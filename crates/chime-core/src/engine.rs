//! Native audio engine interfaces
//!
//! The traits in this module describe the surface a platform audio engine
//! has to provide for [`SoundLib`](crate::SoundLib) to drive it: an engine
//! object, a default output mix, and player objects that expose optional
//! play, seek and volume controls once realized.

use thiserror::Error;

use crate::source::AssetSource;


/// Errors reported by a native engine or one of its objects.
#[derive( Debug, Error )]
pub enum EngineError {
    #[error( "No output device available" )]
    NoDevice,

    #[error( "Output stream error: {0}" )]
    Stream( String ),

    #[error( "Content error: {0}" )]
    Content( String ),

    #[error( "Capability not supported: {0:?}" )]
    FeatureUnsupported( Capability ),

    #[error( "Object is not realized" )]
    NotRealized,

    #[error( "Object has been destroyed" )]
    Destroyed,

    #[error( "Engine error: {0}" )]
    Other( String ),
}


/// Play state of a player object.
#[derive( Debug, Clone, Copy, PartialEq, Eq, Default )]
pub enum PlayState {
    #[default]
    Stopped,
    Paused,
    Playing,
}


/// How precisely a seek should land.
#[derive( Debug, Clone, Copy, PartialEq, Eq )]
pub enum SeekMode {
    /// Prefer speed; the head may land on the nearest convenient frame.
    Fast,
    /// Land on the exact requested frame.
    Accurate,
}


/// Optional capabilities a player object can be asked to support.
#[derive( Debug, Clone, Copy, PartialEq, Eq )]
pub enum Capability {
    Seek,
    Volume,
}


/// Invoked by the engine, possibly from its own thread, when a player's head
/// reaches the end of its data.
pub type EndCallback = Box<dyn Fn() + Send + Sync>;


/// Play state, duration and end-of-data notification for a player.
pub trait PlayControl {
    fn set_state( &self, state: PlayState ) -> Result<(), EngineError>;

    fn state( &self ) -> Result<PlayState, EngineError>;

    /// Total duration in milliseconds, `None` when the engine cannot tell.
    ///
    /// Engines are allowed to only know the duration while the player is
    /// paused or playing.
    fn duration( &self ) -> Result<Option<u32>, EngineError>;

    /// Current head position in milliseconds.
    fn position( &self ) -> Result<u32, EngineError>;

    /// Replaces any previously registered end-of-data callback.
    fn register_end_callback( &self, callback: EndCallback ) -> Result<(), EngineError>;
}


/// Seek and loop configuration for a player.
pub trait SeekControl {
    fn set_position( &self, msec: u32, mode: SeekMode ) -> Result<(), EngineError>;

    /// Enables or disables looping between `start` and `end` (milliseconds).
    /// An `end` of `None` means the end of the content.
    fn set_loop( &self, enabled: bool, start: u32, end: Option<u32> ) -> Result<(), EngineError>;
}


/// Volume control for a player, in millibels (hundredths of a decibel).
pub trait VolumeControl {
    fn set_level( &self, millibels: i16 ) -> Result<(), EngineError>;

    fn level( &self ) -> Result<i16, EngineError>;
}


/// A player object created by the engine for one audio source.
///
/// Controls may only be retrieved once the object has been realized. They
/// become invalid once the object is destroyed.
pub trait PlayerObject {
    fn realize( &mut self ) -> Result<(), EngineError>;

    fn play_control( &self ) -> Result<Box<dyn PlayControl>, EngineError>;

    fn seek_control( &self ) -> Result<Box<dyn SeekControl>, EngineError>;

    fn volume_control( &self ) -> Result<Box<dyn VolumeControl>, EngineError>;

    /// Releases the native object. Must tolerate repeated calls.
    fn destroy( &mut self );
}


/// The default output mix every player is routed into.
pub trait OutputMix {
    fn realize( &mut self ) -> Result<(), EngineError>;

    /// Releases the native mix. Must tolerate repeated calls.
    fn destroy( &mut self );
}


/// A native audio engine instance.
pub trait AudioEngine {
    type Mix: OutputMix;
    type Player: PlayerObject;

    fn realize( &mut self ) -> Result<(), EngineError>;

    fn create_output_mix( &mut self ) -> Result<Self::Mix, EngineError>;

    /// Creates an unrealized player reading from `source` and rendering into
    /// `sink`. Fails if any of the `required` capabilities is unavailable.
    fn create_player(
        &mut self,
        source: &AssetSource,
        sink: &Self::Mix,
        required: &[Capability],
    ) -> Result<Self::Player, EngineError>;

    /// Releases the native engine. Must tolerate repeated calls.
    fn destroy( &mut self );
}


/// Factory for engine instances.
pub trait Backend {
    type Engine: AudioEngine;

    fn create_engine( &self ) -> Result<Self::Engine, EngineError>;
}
====================
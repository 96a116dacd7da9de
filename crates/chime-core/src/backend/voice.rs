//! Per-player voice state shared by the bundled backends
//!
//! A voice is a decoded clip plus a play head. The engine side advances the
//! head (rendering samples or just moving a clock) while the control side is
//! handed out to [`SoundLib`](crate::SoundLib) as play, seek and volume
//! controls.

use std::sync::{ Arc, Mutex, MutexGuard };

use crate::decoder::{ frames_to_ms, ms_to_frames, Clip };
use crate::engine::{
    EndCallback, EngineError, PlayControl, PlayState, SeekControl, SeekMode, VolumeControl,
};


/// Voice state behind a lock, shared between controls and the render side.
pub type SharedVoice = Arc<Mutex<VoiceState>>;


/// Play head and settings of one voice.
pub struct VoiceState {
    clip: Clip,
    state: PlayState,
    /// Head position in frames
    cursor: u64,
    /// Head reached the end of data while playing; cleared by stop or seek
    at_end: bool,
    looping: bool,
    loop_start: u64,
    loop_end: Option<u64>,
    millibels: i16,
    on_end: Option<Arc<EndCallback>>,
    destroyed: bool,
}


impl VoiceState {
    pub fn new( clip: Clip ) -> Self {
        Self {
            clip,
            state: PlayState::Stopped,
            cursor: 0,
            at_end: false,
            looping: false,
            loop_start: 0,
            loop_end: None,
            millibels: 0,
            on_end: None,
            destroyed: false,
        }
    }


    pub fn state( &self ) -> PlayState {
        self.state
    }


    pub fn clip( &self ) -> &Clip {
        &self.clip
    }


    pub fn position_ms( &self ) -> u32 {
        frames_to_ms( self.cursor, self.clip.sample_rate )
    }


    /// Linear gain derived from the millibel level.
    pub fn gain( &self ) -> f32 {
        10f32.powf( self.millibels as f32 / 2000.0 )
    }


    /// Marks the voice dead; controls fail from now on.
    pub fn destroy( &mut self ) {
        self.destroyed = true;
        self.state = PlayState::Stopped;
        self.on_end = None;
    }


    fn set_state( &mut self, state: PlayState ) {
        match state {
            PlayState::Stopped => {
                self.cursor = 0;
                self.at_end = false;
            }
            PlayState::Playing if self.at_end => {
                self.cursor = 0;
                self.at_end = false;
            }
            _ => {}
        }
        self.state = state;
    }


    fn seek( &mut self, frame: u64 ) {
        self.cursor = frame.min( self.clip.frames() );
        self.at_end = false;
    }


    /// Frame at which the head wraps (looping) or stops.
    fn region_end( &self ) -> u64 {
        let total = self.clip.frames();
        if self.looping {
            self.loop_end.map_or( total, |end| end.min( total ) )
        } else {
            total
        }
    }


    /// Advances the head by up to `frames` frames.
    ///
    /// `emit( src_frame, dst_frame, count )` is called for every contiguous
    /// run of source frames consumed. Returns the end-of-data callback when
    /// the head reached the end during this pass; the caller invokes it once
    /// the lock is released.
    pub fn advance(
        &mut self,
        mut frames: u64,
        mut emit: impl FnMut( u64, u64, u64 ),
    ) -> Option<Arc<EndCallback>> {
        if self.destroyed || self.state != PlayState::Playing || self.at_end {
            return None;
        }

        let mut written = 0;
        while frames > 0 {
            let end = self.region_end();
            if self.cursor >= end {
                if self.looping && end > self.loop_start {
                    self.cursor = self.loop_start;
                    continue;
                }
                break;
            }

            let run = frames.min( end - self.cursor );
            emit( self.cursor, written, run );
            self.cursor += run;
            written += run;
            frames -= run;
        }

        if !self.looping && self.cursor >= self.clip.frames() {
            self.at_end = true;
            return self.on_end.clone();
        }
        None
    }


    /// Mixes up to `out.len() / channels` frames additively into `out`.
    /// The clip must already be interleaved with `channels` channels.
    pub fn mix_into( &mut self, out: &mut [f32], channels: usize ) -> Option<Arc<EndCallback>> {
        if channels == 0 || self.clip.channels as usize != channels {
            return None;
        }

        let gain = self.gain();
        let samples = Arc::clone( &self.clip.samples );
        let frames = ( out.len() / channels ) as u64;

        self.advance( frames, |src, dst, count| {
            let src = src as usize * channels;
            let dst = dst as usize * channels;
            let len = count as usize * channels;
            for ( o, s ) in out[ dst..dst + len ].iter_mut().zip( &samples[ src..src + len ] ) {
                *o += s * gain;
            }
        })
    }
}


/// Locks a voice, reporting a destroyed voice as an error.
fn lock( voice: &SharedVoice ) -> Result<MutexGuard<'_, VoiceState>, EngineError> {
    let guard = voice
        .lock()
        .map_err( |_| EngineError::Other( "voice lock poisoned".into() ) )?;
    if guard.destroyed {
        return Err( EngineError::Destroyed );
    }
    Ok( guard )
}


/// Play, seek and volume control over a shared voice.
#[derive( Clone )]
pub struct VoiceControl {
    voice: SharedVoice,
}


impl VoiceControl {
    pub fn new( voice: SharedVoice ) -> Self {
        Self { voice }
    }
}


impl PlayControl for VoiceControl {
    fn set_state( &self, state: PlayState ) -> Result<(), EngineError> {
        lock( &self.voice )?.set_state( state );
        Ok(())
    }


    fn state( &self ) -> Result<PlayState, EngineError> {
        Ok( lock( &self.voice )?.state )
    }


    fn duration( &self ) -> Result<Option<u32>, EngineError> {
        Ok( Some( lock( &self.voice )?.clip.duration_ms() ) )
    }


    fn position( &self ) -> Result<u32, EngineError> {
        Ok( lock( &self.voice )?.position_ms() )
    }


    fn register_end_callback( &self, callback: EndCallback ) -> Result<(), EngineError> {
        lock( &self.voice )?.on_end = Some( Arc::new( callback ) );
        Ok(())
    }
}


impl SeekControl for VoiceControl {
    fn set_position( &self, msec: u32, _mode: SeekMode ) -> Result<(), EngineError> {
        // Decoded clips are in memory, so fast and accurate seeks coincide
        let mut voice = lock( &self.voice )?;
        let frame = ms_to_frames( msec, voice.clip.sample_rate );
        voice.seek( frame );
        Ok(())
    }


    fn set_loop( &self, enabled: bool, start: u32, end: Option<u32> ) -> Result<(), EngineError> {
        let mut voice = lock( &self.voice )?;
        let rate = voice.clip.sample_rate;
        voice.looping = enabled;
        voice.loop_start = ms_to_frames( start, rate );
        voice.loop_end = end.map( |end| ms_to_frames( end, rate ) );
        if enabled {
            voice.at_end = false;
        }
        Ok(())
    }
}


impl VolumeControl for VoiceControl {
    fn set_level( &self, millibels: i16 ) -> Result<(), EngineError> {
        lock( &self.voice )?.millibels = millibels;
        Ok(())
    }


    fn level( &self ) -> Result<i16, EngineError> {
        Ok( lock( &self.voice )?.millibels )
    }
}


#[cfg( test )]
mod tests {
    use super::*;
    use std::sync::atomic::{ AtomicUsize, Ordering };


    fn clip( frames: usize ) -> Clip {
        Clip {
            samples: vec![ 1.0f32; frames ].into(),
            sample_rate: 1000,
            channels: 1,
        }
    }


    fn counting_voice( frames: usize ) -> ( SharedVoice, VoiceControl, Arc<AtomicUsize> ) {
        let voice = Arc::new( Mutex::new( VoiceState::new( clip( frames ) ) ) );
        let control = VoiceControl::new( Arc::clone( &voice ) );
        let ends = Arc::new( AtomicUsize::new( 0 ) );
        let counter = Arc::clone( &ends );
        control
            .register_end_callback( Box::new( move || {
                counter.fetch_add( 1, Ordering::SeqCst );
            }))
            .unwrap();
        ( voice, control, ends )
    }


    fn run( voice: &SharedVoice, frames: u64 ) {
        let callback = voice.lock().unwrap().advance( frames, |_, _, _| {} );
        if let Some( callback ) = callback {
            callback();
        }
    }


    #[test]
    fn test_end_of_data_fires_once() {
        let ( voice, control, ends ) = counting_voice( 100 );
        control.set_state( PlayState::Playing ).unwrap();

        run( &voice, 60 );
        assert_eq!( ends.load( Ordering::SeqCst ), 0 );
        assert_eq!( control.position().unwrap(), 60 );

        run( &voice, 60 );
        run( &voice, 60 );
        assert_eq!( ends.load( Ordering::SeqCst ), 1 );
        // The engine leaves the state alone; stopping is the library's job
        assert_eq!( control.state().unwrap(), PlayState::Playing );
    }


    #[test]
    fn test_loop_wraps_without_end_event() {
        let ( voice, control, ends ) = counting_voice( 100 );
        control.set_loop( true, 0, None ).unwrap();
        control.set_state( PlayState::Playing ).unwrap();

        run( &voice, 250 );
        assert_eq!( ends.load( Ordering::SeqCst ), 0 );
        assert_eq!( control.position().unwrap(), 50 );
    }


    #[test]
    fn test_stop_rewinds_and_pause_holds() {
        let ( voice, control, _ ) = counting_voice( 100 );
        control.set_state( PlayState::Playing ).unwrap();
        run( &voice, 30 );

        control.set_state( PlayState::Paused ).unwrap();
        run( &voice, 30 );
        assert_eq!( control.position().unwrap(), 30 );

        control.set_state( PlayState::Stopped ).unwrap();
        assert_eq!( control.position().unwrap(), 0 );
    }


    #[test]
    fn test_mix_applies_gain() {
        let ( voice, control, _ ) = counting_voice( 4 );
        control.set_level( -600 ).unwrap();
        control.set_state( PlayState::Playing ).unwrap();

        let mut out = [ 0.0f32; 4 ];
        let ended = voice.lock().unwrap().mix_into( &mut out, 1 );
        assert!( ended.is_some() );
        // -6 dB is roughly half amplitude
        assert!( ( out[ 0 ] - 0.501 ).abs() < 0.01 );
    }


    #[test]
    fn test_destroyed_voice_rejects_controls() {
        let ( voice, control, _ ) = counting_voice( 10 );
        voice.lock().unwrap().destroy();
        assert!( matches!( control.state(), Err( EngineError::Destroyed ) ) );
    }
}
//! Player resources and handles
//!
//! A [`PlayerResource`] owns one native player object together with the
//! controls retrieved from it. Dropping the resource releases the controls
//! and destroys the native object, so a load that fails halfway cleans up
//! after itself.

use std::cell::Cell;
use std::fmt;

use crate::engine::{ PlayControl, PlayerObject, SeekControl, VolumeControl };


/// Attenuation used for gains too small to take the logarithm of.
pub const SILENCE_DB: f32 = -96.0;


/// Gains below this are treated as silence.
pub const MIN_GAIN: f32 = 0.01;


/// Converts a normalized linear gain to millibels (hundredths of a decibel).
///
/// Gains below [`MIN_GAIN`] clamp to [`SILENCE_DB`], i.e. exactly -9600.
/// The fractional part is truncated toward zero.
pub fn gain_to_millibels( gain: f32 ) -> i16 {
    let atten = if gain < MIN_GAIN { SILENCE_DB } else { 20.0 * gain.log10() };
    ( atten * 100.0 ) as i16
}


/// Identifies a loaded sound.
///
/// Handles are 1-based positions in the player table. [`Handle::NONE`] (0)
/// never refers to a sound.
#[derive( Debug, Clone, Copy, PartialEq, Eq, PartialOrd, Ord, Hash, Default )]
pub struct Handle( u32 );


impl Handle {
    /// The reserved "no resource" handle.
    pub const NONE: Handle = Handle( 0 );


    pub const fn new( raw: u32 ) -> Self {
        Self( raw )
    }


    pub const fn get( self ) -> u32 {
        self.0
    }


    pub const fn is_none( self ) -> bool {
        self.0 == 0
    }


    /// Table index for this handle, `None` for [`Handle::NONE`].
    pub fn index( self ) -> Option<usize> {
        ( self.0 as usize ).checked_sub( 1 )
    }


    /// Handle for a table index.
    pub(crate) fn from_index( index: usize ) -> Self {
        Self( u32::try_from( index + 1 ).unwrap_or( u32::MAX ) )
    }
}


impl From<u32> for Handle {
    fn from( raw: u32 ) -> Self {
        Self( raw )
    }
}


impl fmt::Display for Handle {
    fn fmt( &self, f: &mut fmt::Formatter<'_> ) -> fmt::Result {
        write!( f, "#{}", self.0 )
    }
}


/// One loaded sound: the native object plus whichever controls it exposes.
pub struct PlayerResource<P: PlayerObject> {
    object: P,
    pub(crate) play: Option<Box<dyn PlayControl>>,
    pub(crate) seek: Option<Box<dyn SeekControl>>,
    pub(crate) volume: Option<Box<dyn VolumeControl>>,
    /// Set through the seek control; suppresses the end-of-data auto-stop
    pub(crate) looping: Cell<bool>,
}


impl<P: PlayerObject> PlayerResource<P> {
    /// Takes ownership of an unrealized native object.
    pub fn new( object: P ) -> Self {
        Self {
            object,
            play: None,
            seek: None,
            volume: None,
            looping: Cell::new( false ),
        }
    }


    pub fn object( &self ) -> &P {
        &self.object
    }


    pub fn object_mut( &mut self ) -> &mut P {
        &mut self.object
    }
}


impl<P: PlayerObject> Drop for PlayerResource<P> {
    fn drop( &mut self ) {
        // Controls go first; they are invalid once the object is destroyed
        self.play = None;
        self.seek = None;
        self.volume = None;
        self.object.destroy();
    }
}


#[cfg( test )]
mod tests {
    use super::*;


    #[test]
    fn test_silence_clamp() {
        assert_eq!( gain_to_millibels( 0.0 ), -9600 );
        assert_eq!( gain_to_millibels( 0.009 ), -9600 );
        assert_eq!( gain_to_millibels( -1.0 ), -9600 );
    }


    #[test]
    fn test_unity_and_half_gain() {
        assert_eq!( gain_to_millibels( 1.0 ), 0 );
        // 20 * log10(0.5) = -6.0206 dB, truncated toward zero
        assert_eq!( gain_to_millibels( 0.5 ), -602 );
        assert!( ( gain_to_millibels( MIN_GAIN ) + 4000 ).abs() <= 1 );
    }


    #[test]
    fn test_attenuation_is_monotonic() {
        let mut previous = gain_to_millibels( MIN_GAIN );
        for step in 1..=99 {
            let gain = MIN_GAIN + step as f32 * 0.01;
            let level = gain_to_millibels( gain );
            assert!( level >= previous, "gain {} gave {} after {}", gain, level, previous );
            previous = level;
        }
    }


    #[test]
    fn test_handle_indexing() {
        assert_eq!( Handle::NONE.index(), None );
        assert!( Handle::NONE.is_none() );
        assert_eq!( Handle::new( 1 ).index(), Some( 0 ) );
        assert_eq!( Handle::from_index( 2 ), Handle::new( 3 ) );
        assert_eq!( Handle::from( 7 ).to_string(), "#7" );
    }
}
====================
Instructions to follow: Return every line above where "AudioEngine" appears.

Response for this exercise:
pub trait AudioEngine {
    type Engine: AudioEngine;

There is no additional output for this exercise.